The assessment of alcoholic hepatitis remains controversial. Several scores have been developed or used for this purpose.

AIM:

To study the use of the Glasgow Alcoholic Hepatitis Score (GAHS), the Discriminant Function (DF), Model for End-Stage Liver Disease (MELD) and the ABIC (age, bilirubin, INR and creatinine) scores as well as scores to assess corticosteroid response in the management of alcoholic hepatitis.

METHODS:

A total of 182 patients were studied prospectively. The GAHS, MELD, ABIC and DF scores were recorded on admission and serially over the first week of hospital management.
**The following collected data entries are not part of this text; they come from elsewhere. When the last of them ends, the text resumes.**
//! Policy definition and storage
//!
//! A policy is a named, versioned list of Allow/Deny statements over
//! action and resource patterns. Policies are scoped to an organization
//! or shared (visible to every organization). Statements may carry
//! `${name}` placeholders resolved per attachment; see
//! [`crate::template`].

use crate::error::{AuthzError, Result};
use async_trait::async_trait;
use chrono::{DateTime, Utc};
use serde::{Deserialize, Serialize};
use std::collections::HashMap;
use std::sync::Arc;
use tokio::sync::RwLock;
use warden_core::OrganizationId;

#[cfg(feature = "postgres")]
pub mod postgres;

#[cfg(feature = "postgres")]
pub use postgres::PostgresPolicyStore;

/// Unique policy identifier
pub type PolicyId = String;

/// Statement effect
#[derive(Debug, Clone, Copy, PartialEq, Eq, Serialize, Deserialize)]
pub enum Effect {
    /// Grant the matched actions on the matched resources
    Allow,
    /// Revoke the matched actions; Deny wins over any Allow
    Deny,
}

/// A single Allow/Deny rule within a policy
#[derive(Debug, Clone, PartialEq, Eq, Serialize, Deserialize)]
pub struct Statement {
    /// Whether matched requests are granted or refused
    pub effect: Effect,

    /// Action patterns; a request matches if any pattern matches
    pub actions: Vec<String>,

    /// Resource patterns; a request matches if any pattern matches
    pub resources: Vec<String>,

    /// Optional statement label for admin tooling
    #[serde(skip_serializing_if = "Option::is_none")]
    pub sid: Option<String>,
}

/// A versioned list of statements, scoped to an organization or shared
#[derive(Debug, Clone, PartialEq, Eq, Serialize, Deserialize)]
pub struct Policy {
    /// Policy identifier, unique within the service
    pub id: PolicyId,

    /// Owning organization; `None` marks a shared policy visible to all
    #[serde(skip_serializing_if = "Option::is_none")]
    pub organization_id: Option<OrganizationId>,

    /// Display name
    pub name: String,

    /// Opaque caller-managed version string
    pub version: String,

    /// Ordered statement list; evaluated as a flat set, Deny wins
    pub statements: Vec<Statement>,

    /// Creation timestamp
    pub created_at: DateTime<Utc>,
}

impl Policy {
    /// Whether this policy is visible from the given organization
    ///
    /// Shared policies are visible everywhere; scoped policies only
    /// within their own organization.
    pub fn visible_to(&self, organization_id: &str) -> bool {
        match &self.organization_id {
            None => true,
            Some(org) => org == organization_id,
        }
    }

    /// Whether this policy is shared (not bound to any organization)
    pub fn is_shared(&self) -> bool {
        self.organization_id.is_none()
    }
}

/// Reference to a policy when attaching instances to an owner
///
/// Deserializes from either a bare policy id string or an object with
/// explicit per-instance variables.
#[derive(Debug, Clone, PartialEq, Eq, Serialize, Deserialize)]
#[serde(untagged)]
pub enum PolicyRef {
    /// Bare policy id; attaches with an empty variable bag
    Id(PolicyId),
    /// Policy id with per-instance variable bindings
    WithVariables {
        id: PolicyId,
        #[serde(default)]
        variables: HashMap<String, String>,
    },
}

impl PolicyRef {
    /// The referenced policy id
    pub fn policy_id(&self) -> &str {
        match self {
            PolicyRef::Id(id) => id,
            PolicyRef::WithVariables { id, .. } => id,
        }
    }

    /// The variable bindings carried by this reference
    pub fn variables(&self) -> HashMap<String, String> {
        match self {
            PolicyRef::Id(_) => HashMap::new(),
            PolicyRef::WithVariables { variables, .. } => variables.clone(),
        }
    }
}

/// Policy storage
#[async_trait]
pub trait PolicyStore: Send + Sync {
    /// Store a new policy; `Conflict` if the id is taken
    async fn create(&self, policy: Policy) -> Result<()>;

    /// Get a policy by id
    async fn get(&self, id: &str) -> Result<Option<Policy>>;

    /// Rewrite name, version, and statements of an existing policy
    ///
    /// The stored organization scope is immutable; `NotFound` if the
    /// policy does not exist.
    async fn update(&self, policy: Policy) -> Result<()>;

    /// Delete a policy; `NotFound` if it does not exist
    async fn delete(&self, id: &str) -> Result<()>;

    /// List policies scoped to an organization, or shared policies
    /// when `organization_id` is `None`; ordered by id
    async fn list(&self, organization_id: Option<&str>) -> Result<Vec<Policy>>;
}

/// In-memory policy store
pub struct InMemoryPolicyStore {
    policies: Arc<RwLock<HashMap<PolicyId, Policy>>>,
}

impl InMemoryPolicyStore {
    /// Create a new in-memory policy store
    pub fn new() -> Self {
        Self {
            policies: Arc::new(RwLock::new(HashMap::new())),
        }
    }
}

impl Default for InMemoryPolicyStore {
    fn default() -> Self {
        Self::new()
    }
}

#[async_trait]
impl PolicyStore for InMemoryPolicyStore {
    async fn create(&self, policy: Policy) -> Result<()> {
        let mut policies = self.policies.write().await;
        if policies.contains_key(&policy.id) {
            return Err(AuthzError::conflict(format!(
                "policy '{}' already exists",
                policy.id
            )));
        }
        policies.insert(policy.id.clone(), policy);
        Ok(())
    }

    async fn get(&self, id: &str) -> Result<Option<Policy>> {
        let policies = self.policies.read().await;
        Ok(policies.get(id).cloned())
    }

    async fn update(&self, policy: Policy) -> Result<()> {
        let mut policies = self.policies.write().await;
        let existing = policies
            .get_mut(&policy.id)
            .ok_or_else(|| AuthzError::not_found(format!("policy '{}'", policy.id)))?;

        existing.name = policy.name;
        existing.version = policy.version;
        existing.statements = policy.statements;
        Ok(())
    }

    async fn delete(&self, id: &str) -> Result<()> {
        let mut policies = self.policies.write().await;
        policies
            .remove(id)
            .ok_or_else(|| AuthzError::not_found(format!("policy '{}'", id)))?;
        Ok(())
    }

    async fn list(&self, organization_id: Option<&str>) -> Result<Vec<Policy>> {
        let policies = self.policies.read().await;
        let mut matching: Vec<Policy> = policies
            .values()
            .filter(|p| p.organization_id.as_deref() == organization_id)
            .cloned()
            .collect();
        matching.sort_by(|a, b| a.id.cmp(&b.id));
        Ok(matching)
    }
}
Treatment with corticosteroids or pentoxifylline was considered if the GAHS was ≥9.

RESULTS:

There were no differences in outcome between favourable scores as per recommended cut-off points. Patients with a GAHS<9 had similar outcome whether their MELD, DF or ABIC scores were favourable or unfavourable. Treated patients with a GAHS≥9 had a significantly better 90-day outcome than those who did not: 58% and 30% respectively, P = 0.01; HR 0.33 (0.14, 0.78). Patients treated with corticosteroids who had a fall in bilirubin of 25% after a week of treatment had an improved survival: 82% compared with 44% [P = 0.0005: HR 3.70 (1.77, 7.73)]. The Lille Score or a 25% fall in bilirubin had greater sensitivities than an early change in bilirubin level (95% and 90% compared with 58%) to assess treatment response.

CONCLUSIONS:

In this single-centre study, a GAHS ≥9 identified patients who may benefit from treatment of alcoholic hepatitis. Intention-to-treat randomised-controlled trials using a GAHS ≥9 as the threshold for treatment are needed to validate these findings. Response to corticosteroids can be assessed using the Lille Score or by a 25% fall in bilirubin.

PMID:
23879668
DOI:
10.1111/apt.12414
[Indexed for MEDLINE]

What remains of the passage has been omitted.